(Data extracts)

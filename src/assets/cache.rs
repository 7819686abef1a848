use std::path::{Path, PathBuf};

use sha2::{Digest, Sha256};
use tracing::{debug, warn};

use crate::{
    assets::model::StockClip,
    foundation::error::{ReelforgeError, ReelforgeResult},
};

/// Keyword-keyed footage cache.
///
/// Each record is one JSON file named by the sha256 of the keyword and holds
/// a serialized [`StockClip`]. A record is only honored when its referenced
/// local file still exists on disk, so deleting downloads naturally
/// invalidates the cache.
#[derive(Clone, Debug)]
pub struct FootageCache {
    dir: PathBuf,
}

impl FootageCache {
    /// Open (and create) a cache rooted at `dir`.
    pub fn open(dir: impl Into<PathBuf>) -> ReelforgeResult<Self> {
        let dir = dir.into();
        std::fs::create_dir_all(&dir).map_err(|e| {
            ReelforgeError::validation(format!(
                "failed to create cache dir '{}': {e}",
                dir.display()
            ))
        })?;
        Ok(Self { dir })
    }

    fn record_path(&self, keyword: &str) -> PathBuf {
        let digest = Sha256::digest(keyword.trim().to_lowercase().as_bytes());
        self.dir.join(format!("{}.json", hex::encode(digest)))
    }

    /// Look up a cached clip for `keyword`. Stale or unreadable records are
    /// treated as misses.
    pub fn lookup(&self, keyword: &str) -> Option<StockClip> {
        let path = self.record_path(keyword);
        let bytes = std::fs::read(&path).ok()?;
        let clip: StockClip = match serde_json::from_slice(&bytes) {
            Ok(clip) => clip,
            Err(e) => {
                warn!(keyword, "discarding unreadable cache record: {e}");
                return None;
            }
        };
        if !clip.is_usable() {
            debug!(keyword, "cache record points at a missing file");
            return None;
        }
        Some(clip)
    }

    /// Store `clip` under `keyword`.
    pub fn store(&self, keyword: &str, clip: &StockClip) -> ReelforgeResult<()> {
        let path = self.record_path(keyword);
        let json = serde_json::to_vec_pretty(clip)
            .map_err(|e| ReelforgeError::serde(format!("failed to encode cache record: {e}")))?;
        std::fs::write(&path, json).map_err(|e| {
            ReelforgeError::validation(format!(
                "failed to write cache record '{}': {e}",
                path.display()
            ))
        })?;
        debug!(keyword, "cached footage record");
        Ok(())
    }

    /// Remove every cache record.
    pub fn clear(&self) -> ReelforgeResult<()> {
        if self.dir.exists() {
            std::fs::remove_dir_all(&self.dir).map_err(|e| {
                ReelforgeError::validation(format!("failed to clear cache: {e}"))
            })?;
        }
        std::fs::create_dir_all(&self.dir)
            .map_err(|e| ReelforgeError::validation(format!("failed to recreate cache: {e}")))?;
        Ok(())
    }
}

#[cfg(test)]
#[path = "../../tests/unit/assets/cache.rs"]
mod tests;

(End Data extracts)
(Data extracts)

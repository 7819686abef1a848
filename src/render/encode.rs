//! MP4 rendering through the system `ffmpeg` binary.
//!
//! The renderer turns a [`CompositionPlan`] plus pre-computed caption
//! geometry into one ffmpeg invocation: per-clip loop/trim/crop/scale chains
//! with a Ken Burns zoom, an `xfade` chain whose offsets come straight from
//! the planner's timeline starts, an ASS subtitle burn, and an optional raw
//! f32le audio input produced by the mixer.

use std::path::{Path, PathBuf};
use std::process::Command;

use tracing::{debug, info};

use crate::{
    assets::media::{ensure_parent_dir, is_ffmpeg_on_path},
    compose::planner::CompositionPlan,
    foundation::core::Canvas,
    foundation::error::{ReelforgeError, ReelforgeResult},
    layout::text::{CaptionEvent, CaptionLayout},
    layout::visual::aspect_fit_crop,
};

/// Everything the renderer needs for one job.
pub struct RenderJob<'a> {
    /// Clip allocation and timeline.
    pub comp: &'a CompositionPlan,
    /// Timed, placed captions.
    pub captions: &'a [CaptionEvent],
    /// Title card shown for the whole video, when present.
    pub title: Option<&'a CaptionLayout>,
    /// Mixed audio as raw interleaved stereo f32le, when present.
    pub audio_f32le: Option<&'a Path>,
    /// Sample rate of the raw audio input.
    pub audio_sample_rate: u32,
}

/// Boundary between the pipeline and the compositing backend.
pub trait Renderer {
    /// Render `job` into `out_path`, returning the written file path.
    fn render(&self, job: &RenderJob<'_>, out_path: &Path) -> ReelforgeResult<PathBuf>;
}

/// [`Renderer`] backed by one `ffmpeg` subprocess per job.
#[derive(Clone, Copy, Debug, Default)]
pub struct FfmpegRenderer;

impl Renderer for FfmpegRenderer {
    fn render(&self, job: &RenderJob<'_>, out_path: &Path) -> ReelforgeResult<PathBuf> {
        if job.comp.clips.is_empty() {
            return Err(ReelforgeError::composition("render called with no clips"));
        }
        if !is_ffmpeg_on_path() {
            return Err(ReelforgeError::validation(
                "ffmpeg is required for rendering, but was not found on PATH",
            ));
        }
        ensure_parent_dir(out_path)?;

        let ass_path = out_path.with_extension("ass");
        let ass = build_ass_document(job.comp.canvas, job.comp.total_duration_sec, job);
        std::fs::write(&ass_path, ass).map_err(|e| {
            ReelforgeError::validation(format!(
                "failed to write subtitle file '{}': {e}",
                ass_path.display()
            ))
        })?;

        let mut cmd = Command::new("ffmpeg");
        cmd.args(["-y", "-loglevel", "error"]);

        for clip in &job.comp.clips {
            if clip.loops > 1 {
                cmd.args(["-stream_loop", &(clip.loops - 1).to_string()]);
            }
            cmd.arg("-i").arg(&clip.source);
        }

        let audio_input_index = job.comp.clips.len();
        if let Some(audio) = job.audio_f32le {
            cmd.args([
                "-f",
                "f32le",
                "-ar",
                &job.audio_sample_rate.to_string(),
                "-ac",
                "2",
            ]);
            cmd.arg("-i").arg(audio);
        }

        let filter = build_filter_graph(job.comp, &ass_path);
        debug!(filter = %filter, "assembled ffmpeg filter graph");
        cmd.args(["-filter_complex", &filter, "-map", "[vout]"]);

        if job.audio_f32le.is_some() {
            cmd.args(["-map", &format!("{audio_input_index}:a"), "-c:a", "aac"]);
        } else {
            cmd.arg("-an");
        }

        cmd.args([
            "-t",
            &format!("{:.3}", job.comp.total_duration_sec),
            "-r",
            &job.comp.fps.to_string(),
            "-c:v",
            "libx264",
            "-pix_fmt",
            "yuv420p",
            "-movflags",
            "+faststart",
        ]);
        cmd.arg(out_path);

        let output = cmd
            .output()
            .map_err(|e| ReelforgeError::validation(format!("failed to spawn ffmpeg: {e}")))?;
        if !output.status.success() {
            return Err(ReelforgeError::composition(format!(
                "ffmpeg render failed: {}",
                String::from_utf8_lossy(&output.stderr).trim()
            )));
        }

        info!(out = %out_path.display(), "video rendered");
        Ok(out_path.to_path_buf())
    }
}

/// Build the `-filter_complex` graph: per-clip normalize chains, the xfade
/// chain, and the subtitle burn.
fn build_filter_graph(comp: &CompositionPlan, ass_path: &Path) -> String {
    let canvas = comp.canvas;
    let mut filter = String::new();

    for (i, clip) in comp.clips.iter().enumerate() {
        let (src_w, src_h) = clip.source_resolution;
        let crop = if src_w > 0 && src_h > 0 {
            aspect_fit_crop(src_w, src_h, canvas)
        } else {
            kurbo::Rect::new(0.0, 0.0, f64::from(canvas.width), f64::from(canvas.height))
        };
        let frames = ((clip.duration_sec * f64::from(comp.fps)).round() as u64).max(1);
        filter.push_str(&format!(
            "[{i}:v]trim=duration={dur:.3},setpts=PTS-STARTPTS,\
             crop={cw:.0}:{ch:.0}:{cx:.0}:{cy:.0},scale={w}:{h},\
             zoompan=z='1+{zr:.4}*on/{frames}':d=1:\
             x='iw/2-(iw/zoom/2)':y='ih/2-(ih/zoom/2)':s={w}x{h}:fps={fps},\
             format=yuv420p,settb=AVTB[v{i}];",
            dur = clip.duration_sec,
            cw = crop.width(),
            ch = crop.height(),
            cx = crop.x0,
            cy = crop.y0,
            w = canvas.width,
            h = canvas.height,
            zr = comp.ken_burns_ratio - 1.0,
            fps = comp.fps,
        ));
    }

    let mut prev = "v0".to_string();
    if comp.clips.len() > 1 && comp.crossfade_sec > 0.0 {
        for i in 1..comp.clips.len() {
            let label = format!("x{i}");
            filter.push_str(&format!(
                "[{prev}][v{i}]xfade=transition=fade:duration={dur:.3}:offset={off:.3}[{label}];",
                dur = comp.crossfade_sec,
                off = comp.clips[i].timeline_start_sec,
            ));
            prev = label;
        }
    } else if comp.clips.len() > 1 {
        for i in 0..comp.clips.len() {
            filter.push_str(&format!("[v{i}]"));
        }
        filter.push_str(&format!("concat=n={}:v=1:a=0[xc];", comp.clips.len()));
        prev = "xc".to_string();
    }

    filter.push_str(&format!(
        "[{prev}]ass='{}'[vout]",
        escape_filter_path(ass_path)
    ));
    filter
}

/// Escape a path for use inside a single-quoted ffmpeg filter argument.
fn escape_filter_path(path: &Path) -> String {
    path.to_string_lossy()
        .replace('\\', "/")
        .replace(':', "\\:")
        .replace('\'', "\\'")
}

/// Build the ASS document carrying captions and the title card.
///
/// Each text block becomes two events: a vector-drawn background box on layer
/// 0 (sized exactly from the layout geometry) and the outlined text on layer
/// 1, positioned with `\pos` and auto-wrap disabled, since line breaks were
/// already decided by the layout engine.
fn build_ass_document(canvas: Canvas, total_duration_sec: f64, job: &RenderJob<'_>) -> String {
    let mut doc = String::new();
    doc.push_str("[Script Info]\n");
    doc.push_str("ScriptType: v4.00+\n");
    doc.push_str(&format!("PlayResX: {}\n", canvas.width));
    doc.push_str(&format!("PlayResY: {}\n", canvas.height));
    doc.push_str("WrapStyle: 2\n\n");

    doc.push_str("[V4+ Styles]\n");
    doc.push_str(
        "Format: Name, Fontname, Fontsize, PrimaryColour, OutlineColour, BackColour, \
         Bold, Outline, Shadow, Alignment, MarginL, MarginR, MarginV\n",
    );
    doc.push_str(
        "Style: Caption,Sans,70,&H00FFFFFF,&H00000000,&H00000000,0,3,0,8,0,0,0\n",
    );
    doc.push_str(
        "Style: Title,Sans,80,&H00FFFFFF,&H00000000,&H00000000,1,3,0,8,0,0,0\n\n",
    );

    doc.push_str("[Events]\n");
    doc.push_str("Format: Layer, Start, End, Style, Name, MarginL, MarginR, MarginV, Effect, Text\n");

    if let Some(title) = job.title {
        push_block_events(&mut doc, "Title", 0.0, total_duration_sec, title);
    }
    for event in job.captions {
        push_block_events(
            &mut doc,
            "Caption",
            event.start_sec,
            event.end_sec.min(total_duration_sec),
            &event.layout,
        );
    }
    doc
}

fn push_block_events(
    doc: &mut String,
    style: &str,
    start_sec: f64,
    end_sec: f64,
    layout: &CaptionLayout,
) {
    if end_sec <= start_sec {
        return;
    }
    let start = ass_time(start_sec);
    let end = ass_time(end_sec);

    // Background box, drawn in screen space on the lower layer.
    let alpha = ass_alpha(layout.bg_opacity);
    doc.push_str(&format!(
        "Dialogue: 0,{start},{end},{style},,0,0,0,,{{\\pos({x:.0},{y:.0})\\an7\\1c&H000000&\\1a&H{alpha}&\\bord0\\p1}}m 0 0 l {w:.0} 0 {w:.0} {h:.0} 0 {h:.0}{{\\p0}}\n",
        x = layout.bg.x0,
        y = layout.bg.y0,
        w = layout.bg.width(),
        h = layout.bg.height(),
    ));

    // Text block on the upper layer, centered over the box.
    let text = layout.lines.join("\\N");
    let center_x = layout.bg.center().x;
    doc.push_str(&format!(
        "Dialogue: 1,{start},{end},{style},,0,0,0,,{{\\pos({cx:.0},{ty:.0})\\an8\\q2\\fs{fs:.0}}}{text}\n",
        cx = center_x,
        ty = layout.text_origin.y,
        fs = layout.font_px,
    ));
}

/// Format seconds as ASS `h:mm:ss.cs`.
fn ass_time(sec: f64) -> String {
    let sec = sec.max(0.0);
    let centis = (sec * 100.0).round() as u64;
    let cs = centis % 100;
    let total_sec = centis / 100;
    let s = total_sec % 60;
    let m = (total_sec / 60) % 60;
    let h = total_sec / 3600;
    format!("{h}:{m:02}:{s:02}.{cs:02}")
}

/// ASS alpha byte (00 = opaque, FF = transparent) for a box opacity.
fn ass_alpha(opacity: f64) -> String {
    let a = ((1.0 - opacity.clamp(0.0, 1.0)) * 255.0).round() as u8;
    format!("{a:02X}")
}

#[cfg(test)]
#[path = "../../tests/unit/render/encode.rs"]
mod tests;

(End Data extracts)

Problem requirements: Of the lines in the data above, some may include the word "warn"; state how many, with no added words.

Task output: 2